A salt-key -L on both masters yield the same result:
Accepted Keys:
WIN-AB3GO7BJ72I
WIN-EDMP9VB716B
Denied Keys:
Unaccepted Keys:
Rejected Keys:
So it looks like all is fine and everything should work. However, a test.ping is extremely flaky. Sometimes it works, but most of the time it doesnt. Most of the time neither master gets any return from the minion and on the minion side I can see in the log that the minion never receives the message to execute 'test.ping' from the master.
Example 1:
test.ping from Master1:
root@d7383ff8f8bf:/# salt 'WIN-EDMP9VB716B' test.ping
[ERROR ] Exception raised when processing __virtual__ function for salt.loaded.int.cache.consul. Module will not be loaded: 'module' object has no attribute 'Consul'
[ERROR ] An un-handled exception was caught by salt's global exception handler:
KeyError: 'redis.ls'
Traceback (most recent call last):
File "/usr/bin/salt", line 10, in <module>
salt_main()
File "/usr/lib/python2.7/dist-packages/salt/scripts.py", line 476, in salt_main
client.run()
File "/usr/lib/python2.7/dist-packages/salt/cli/salt.py", line 173, in run
for full_ret in cmd_func(**kwargs):
File "/usr/lib/python2.7/dist-packages/salt/client/__init__.py", line 805, in cmd_cli
**kwargs):
File "/usr/lib/python2.7/dist-packages/salt/client/__init__.py", line 1597, in get_cli_event_returns
connected_minions = salt.utils.minions.CkMinions(self.opts).connected_ids()

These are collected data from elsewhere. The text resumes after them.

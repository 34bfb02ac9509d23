//! Context assembly for augmented prompts
//!
//! Retrieved chunks are rendered as labelled passages and packed into batches
//! that fit a token budget. Order is preserved; a passage larger than the
//! whole budget is cut to fit rather than dropped.

use serde::{Deserialize, Serialize};

use crate::context::TokenCounter;
use crate::store::ScoredChunk;

/// Separator between passages in a batch
const PASSAGE_SEPARATOR: &str = "\n\n";

/// How passages are labelled
#[derive(Debug, Clone, Copy, PartialEq, Eq, Default, Serialize, Deserialize)]
#[serde(rename_all = "lowercase")]
pub enum ContextFormat {
    /// `[Document n] (source: …, score: …)` header above each passage
    #[default]
    Structured,
    /// Passage text only
    Plain,
}

/// Renders and packs retrieved chunks
#[derive(Debug, Clone, Default)]
pub struct ContextBuilder {
    format: ContextFormat,
    counter: TokenCounter,
}

impl ContextBuilder {
    pub fn new() -> Self {
        Self::default()
    }

    pub fn with_format(format: ContextFormat) -> Self {
        Self {
            format,
            counter: TokenCounter::new(),
        }
    }

    /// Render every chunk as a passage, numbered from 1
    pub fn passages(&self, chunks: &[ScoredChunk]) -> Vec<String> {
        chunks
            .iter()
            .enumerate()
            .map(|(i, c)| self.format_passage(i + 1, c))
            .collect()
    }

    fn format_passage(&self, index: usize, chunk: &ScoredChunk) -> String {
        match self.format {
            ContextFormat::Structured => format!(
                "[Document {}] (source: {}, score: {:.2})\n{}",
                index, chunk.chunk.source, chunk.score, chunk.chunk.text
            ),
            ContextFormat::Plain => chunk.chunk.text.clone(),
        }
    }

    /// Join passages into one context block
    pub fn join(&self, passages: &[String]) -> String {
        passages.join(PASSAGE_SEPARATOR)
    }

    /// Take passages from the front of `queue` while they fit `budget` tokens
    ///
    /// At least one passage is always taken, truncated when it alone exceeds
    /// the budget.
    pub fn take_batch(&self, queue: &mut Vec<String>, budget: usize) -> String {
        let mut batch = String::new();

        while let Some(next) = queue.first() {
            let candidate = if batch.is_empty() {
                next.clone()
            } else {
                format!("{}{}{}", batch, PASSAGE_SEPARATOR, next)
            };

            if self.counter.fits(&candidate, budget) {
                batch = candidate;
                queue.remove(0);
            } else if batch.is_empty() {
                let passage = queue.remove(0);
                batch = self.truncate(&passage, budget);
                break;
            } else {
                break;
            }
        }

        batch
    }

    /// Cut `text` so its conservative estimate fits `budget`
    pub fn truncate(&self, text: &str, budget: usize) -> String {
        if self.counter.fits(text, budget) {
            return text.to_string();
        }
        // Leave room for the 10% margin in `fits`
        let max_chars = self.counter.chars_for(budget * 10 / 11);
        text.chars().take(max_chars).collect()
    }

    pub fn counter(&self) -> &TokenCounter {
        &self.counter
    }
}
//! Graph-augmented retrieval
//!
//! `Global` answers from community summaries: communities are ranked by the
//! similarity of their centroid to the query and each contributes one
//! synthetic chunk naming its entities plus its best-matching passages.
//! `Local` seeds on the nearest chunks, walks one hop through the entity
//! graph and ranks the neighbourhood, crediting chunks that share entities
//! with the seeds.
//!
//! Backends without a graph fall back to plain similarity.

use async_trait::async_trait;
use std::collections::{HashMap, HashSet};
use tracing::warn;

use crate::errors::Result;
use crate::rag::retrieval::{Query, RetrievalStrategy};
use crate::store::{
    cosine_similarity, sort_by_score, Community, KnowledgeGraph, ScoredChunk, StoredChunk,
    VectorStore,
};

/// Passages quoted per community summary
const SUMMARY_PASSAGES: usize = 2;

/// Seeds taken for local expansion
const LOCAL_SEEDS: usize = 3;

/// Score credit per entity shared with a seed
const ENTITY_BONUS: f32 = 0.05;

#[derive(Debug, Clone, Copy, PartialEq, Eq)]
pub enum GraphTraversal {
    Global,
    Local,
}

#[derive(Debug, Clone, Copy)]
pub struct GraphStrategy {
    traversal: GraphTraversal,
}

impl GraphStrategy {
    pub fn new(traversal: GraphTraversal) -> Self {
        Self { traversal }
    }
}

#[async_trait]
impl RetrievalStrategy for GraphStrategy {
    fn name(&self) -> &'static str {
        match self.traversal {
            GraphTraversal::Global => "graph-global",
            GraphTraversal::Local => "graph-local",
        }
    }

    async fn retrieve(
        &self,
        store: &dyn VectorStore,
        query: &Query,
        k: usize,
    ) -> Result<Vec<ScoredChunk>> {
        let Some(graph) = store.graph().await? else {
            warn!(
                backend = store.backend(),
                mode = self.name(),
                "Store has no entity graph, using similarity search"
            );
            return store.search(&query.embedding, k).await;
        };

        let results = match self.traversal {
            GraphTraversal::Global => global_search(&graph, &query.embedding, k),
            GraphTraversal::Local => local_search(&graph, &query.embedding, k),
        };

        if results.is_empty() && !graph.chunks().is_empty() {
            // Corpus without recognisable entities
            return store.search(&query.embedding, k).await;
        }
        Ok(results)
    }
}

/// Community summaries ranked by centroid similarity
pub fn global_search(graph: &KnowledgeGraph, query: &[f32], k: usize) -> Vec<ScoredChunk> {
    let mut ranked: Vec<(&Community, f32)> = graph
        .communities()
        .iter()
        .filter(|c| !c.centroid.is_empty())
        .map(|c| (c, cosine_similarity(query, &c.centroid)))
        .collect();
    ranked.sort_by(|a, b| b.1.partial_cmp(&a.1).unwrap_or(std::cmp::Ordering::Equal));

    ranked
        .into_iter()
        .take(k)
        .map(|(community, score)| ScoredChunk {
            chunk: summarize(graph, community, query),
            score,
        })
        .collect()
}

fn summarize(graph: &KnowledgeGraph, community: &Community, query: &[f32]) -> StoredChunk {
    let mut members: Vec<(&StoredChunk, f32)> = community
        .chunk_ids
        .iter()
        .filter_map(|id| graph.chunk(id))
        .map(|c| (c, cosine_similarity(query, &c.embedding)))
        .collect();
    members.sort_by(|a, b| b.1.partial_cmp(&a.1).unwrap_or(std::cmp::Ordering::Equal));

    let mut sources: Vec<&str> = Vec::new();
    let passages: Vec<&str> = members
        .iter()
        .take(SUMMARY_PASSAGES)
        .map(|(c, _)| {
            if !sources.contains(&c.source.as_str()) {
                sources.push(c.source.as_str());
            }
            c.text.as_str()
        })
        .collect();

    let text = format!(
        "Topic: {} ({} passages)\nEntities: {}\n\n{}",
        community.title(),
        community.chunk_ids.len(),
        community.entities.join(", "),
        passages.join("\n\n")
    );

    StoredChunk {
        id: format!("community-{}", community.id),
        document_id: String::new(),
        source: sources.join(", "),
        chunk_index: 0,
        text,
        embedding: community.centroid.clone(),
        metadata: HashMap::new(),
    }
}

/// Seed chunks expanded one hop through their entities
pub fn local_search(graph: &KnowledgeGraph, query: &[f32], k: usize) -> Vec<ScoredChunk> {
    let mut seeds: Vec<(&StoredChunk, f32)> = graph
        .chunks()
        .iter()
        .map(|c| (c, cosine_similarity(query, &c.embedding)))
        .collect();
    seeds.sort_by(|a, b| b.1.partial_cmp(&a.1).unwrap_or(std::cmp::Ordering::Equal));
    seeds.truncate(LOCAL_SEEDS.min(k).max(1));

    let seed_entities: HashSet<&str> = seeds
        .iter()
        .flat_map(|(c, _)| graph.entities_of(&c.id).iter().map(|e| e.as_str()))
        .collect();
    if seed_entities.is_empty() {
        return Vec::new();
    }

    let mut neighbourhood: HashSet<&str> = seed_entities.clone();
    for entity in &seed_entities {
        neighbourhood.extend(graph.neighbors(entity).into_iter().map(|(n, _)| n));
    }

    let mut candidate_ids: HashSet<&str> = seeds.iter().map(|(c, _)| c.id.as_str()).collect();
    for entity in &neighbourhood {
        if let Some(e) = graph.entity(entity) {
            candidate_ids.extend(e.chunk_ids.iter().map(|id| id.as_str()));
        }
    }

    let mut results: Vec<ScoredChunk> = candidate_ids
        .into_iter()
        .filter_map(|id| graph.chunk(id))
        .map(|chunk| {
            let shared = graph
                .entities_of(&chunk.id)
                .iter()
                .filter(|e| seed_entities.contains(e.as_str()))
                .count();
            ScoredChunk {
                score: cosine_similarity(query, &chunk.embedding) + ENTITY_BONUS * shared as f32,
                chunk: chunk.clone(),
            }
        })
        .collect();

    // HashSet order is arbitrary; break score ties by id
    results.sort_by(|a, b| a.chunk.id.cmp(&b.chunk.id));
    sort_by_score(&mut results);
    results.truncate(k);
    results
}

File "/usr/lib/python2.7/dist-packages/salt/utils/minions.py", line 577, in connected_ids
search = self.cache.ls('minions')
File "/usr/lib/python2.7/dist-packages/salt/cache/__init__.py", line 244, in ls
return self.modules[fun](bank, **self._kwargs)
File "/usr/lib/python2.7/dist-packages/salt/loader.py", line 1113, in __getitem__
func = super(LazyLoader, self).__getitem__(item)
File "/usr/lib/python2.7/dist-packages/salt/utils/lazy.py", line 101, in __getitem__
raise KeyError(key)
KeyError: 'redis.ls'
Traceback (most recent call last):
File "/usr/bin/salt", line 10, in <module>
salt_main()
File "/usr/lib/python2.7/dist-packages/salt/scripts.py", line 476, in salt_main
client.run()
File "/usr/lib/python2.7/dist-packages/salt/cli/salt.py", line 173, in run
for full_ret in cmd_func(**kwargs):
File "/usr/lib/python2.7/dist-packages/salt/client/__init__.py", line 805, in cmd_cli
**kwargs):
File "/usr/lib/python2.7/dist-packages/salt/client/__init__.py", line 1597, in get_cli_event_returns
connected_minions = salt.utils.minions.CkMinions(self.opts).connected_ids()
File "/usr/lib/python2.7/dist-packages/salt/utils/minions.py", line 577, in connected_ids
search = self.cache.ls('minions')
File "/usr/lib/python2.7/dist-packages/salt/cache/__init__.py", line 244, in ls
return self.modules[fun](bank, **self._kwargs)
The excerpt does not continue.